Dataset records
# # #
use std::rc::Rc;

use super::cache::{EntityCache, LoadState};
use super::{Link, StoreResult, require_text, user_of};
use crate::clock::Clock;
use crate::gateway::Gateway;
use crate::models::{Goal, GoalPatch, NewGoal};
use crate::relay::Relay;

pub struct GoalManager {
    gateway: Rc<dyn Gateway>,
    clock: Rc<dyn Clock>,
    cache: EntityCache<Goal>,
    link: Option<Link>,
}

impl GoalManager {
    pub fn new(gateway: Rc<dyn Gateway>, clock: Rc<dyn Clock>) -> Self {
        Self {
            gateway,
            clock,
            cache: EntityCache::new(),
            link: None,
        }
    }

    pub fn attach(&mut self, user_id: &str, relay: &Relay) {
        self.detach();
        let gateway = Rc::clone(&self.gateway);
        self.link = Some(Link::open(&mut self.cache, relay, user_id, || gateway.list_goals(user_id)));
    }

    pub fn detach(&mut self) {
        if self.link.take().is_some() {
            self.cache.clear();
        }
    }

    pub fn state(&self) -> LoadState {
        self.cache.state()
    }

    pub fn goals(&self) -> &[Goal] {
        self.cache.items()
    }

    pub fn get(&self, id: i64) -> Option<&Goal> {
        self.cache.get(id)
    }

    pub fn pump(&mut self) -> usize {
        match &self.link {
            Some(link) => link.pump(&mut self.cache),
            None => 0,
        }
    }

    pub fn add_goal(&mut self, name: &str, description: &str) -> StoreResult<Goal> {
        let user_id = user_of(&self.link)?;
        require_text(name, "goal name")?;

        let goal = NewGoal {
            name: name.trim().to_string(),
            description: description.to_string(),
            created_at: self.clock.now(),
        };
        let created = self.gateway.create_goal(&goal, user_id)?;
        self.cache.upsert(created.clone());
        Ok(created)
    }

    pub fn update_goal(&mut self, id: i64, patch: &GoalPatch) -> StoreResult<Goal> {
        let user_id = user_of(&self.link)?;
        if let Some(name) = &patch.name {
            require_text(name, "goal name")?;
        }
        let updated = self.gateway.update_goal(id, patch, user_id)?;
        self.cache.upsert(updated.clone());
        Ok(updated)
    }

    /// Remove a goal. Its tasks are left alone and keep the dangling goal id.
    pub fn delete_goal(&mut self, id: i64) -> StoreResult<()> {
        let user_id = user_of(&self.link)?;
        self.gateway.delete_goal(id, user_id)?;
        self.cache.remove(id);
        Ok(())
    }
}

#[cfg(test)]
mod tests {
    use super::*;
    use crate::clock::FixedClock;
    use crate::database::Database;
    use chrono::{TimeZone, Utc};

    #[test]
    fn test_goal_crud() {
        let relay = Relay::new();
        let db = Rc::new(Database::open_in_memory(relay.clone()).unwrap());
        let clock = Rc::new(FixedClock::new(Utc.with_ymd_and_hms(2024, 6, 10, 9, 0, 0).unwrap()));
        let mut manager = GoalManager::new(db, clock);
        manager.attach("alice", &relay);
        assert_eq!(manager.state(), LoadState::Ready);

        let first = manager.add_goal("Run a marathon", "").unwrap();
        let second = manager.add_goal("Learn Rust", "ownership first").unwrap();
        assert_eq!(manager.goals()[0].id, second.id);

        let renamed = manager
            .update_goal(first.id, &GoalPatch { name: Some("Run a half".into()), ..GoalPatch::default() })
            .unwrap();
        assert_eq!(renamed.name, "Run a half");

        manager.delete_goal(second.id).unwrap();
        manager.pump();
        assert_eq!(manager.goals().len(), 1);
        assert!(manager.add_goal("", "").is_err());
    }
}
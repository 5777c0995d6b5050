use chrono::{DateTime, Duration, NaiveDate, Utc};
use std::cell::Cell;

/// Source of wall-clock time for managers and views.
pub trait Clock {
    fn now(&self) -> DateTime<Utc>;

    /// Today's calendar date (UTC).
    fn today(&self) -> NaiveDate {
        self.now().date_naive()
    }
}

#[derive(Debug, Default, Clone, Copy)]
pub struct SystemClock;

impl Clock for SystemClock {
    fn now(&self) -> DateTime<Utc> {
        Utc::now()
    }
}

/// A manually advanced clock for tests and replays.
#[derive(Debug)]
pub struct FixedClock {
    now: Cell<DateTime<Utc>>,
}

impl FixedClock {
    pub fn new(now: DateTime<Utc>) -> Self {
        Self { now: Cell::new(now) }
    }

    pub fn set(&self, now: DateTime<Utc>) {
        self.now.set(now);
    }

    pub fn advance(&self, by: Duration) {
        self.now.set(self.now.get() + by);
    }
}

impl Clock for FixedClock {
    fn now(&self) -> DateTime<Utc> {
        self.now.get()
    }
}

#[cfg(test)]
mod tests {
    use super::*;
    use chrono::TimeZone;

    #[test]
    fn test_fixed_clock_advances() {
        let start = Utc.with_ymd_and_hms(2024, 6, 10, 23, 59, 30).unwrap();
        let clock = FixedClock::new(start);
        assert_eq!(clock.today(), NaiveDate::from_ymd_opt(2024, 6, 10).unwrap());
        clock.advance(Duration::seconds(45));
        assert_eq!(clock.today(), NaiveDate::from_ymd_opt(2024, 6, 11).unwrap());
    }
}
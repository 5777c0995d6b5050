use chrono::{Datelike, Duration, NaiveDate, NaiveTime};
use directories::{BaseDirs, ProjectDirs};
use std::path::PathBuf;

/// Profile mode for the application (dev or prod)
#[derive(Debug, Clone, Copy, PartialEq, Eq)]
pub enum Profile {
    Dev,
    Prod,
}

impl Profile {
    fn app_name(self) -> &'static str {
        match self {
            Profile::Dev => "wolfpad-dev",
            Profile::Prod => "wolfpad",
        }
    }
}

/// Get the configuration directory path for wolfpad
/// If profile is Dev, uses "wolfpad-dev" instead of "wolfpad"
pub fn get_config_dir(profile: Profile) -> Option<PathBuf> {
    ProjectDirs::from("com", "wolfpad", profile.app_name())
        .map(|dirs| dirs.config_dir().to_path_buf())
}

/// Get the data directory path for wolfpad
pub fn get_data_dir(profile: Profile) -> Option<PathBuf> {
    ProjectDirs::from("com", "wolfpad", profile.app_name())
        .map(|dirs| dirs.data_dir().to_path_buf())
}

/// Expand `~` in a path string to the user's home directory
pub fn expand_path(path: &str) -> PathBuf {
    if let Some(rest) = path.strip_prefix("~/") {
        if let Some(home) = BaseDirs::new().map(|d| d.home_dir().to_path_buf()) {
            return home.join(rest);
        }
    }
    PathBuf::from(path)
}

/// Parse a date string in ISO 8601 format (YYYY-MM-DD)
pub fn parse_date(date_str: &str) -> Result<NaiveDate, chrono::ParseError> {
    NaiveDate::parse_from_str(date_str, "%Y-%m-%d")
}

/// Parse a wall-clock time of day in "HH:MM" form
pub fn parse_time_of_day(time_str: &str) -> Result<NaiveTime, chrono::ParseError> {
    NaiveTime::parse_from_str(time_str, "%H:%M")
}

/// Monday of the week containing `day`
pub fn start_of_week(day: NaiveDate) -> NaiveDate {
    day - Duration::days(i64::from(day.weekday().num_days_from_monday()))
}

/// The seven dates of the Monday-start week containing `day`
pub fn week_days(day: NaiveDate) -> Vec<NaiveDate> {
    let monday = start_of_week(day);
    (0..7).map(|offset| monday + Duration::days(offset)).collect()
}

/// Convert an effort rating (1-5) into an estimated duration in seconds.
/// 1 -> 30 min, 2 -> 1 h, 3 -> 2 h, 4 -> 4 h, 5 -> 8 h, anything else -> 0
pub fn effort_to_seconds(effort: u8) -> f64 {
    const HOURS: [f64; 5] = [0.5, 1.0, 2.0, 4.0, 8.0];
    match effort {
        1..=5 => HOURS[usize::from(effort - 1)] * 3600.0,
        _ => 0.0,
    }
}

/// Fraction of the effort-derived estimate already tracked, capped at 1
pub fn progress_fraction(time_spent: f64, effort: u8) -> f64 {
    let estimate = effort_to_seconds(effort);
    if estimate <= 0.0 {
        return 0.0;
    }
    (time_spent / estimate).min(1.0)
}

/// Format seconds as HH:MM:SS
pub fn format_time(seconds: f64) -> String {
    let total = seconds.max(0.0).floor() as u64;
    let hours = total / 3600;
    let minutes = (total / 60) % 60;
    let secs = total % 60;
    format!("{:02}:{:02}:{:02}", hours, minutes, secs)
}
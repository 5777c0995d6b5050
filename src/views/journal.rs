use chrono::NaiveDate;

use crate::models::JournalEntry;

/// Group entries by the calendar date of their timestamp. Groups and the
/// entries inside them keep the input's (newest-first) order.
pub fn group_by_day(entries: &[JournalEntry]) -> Vec<(NaiveDate, Vec<&JournalEntry>)> {
    let mut groups: Vec<(NaiveDate, Vec<&JournalEntry>)> = Vec::new();
    for entry in entries {
        let day = entry.created_at.date_naive();
        match groups.iter_mut().find(|(d, _)| *d == day) {
            Some((_, group)) => group.push(entry),
            None => groups.push((day, vec![entry])),
        }
    }
    groups
}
# # #
What to do
Looking at the records above, state the number of lines where the word "models" occurs, and write nothing beyond it.

Response to the task
2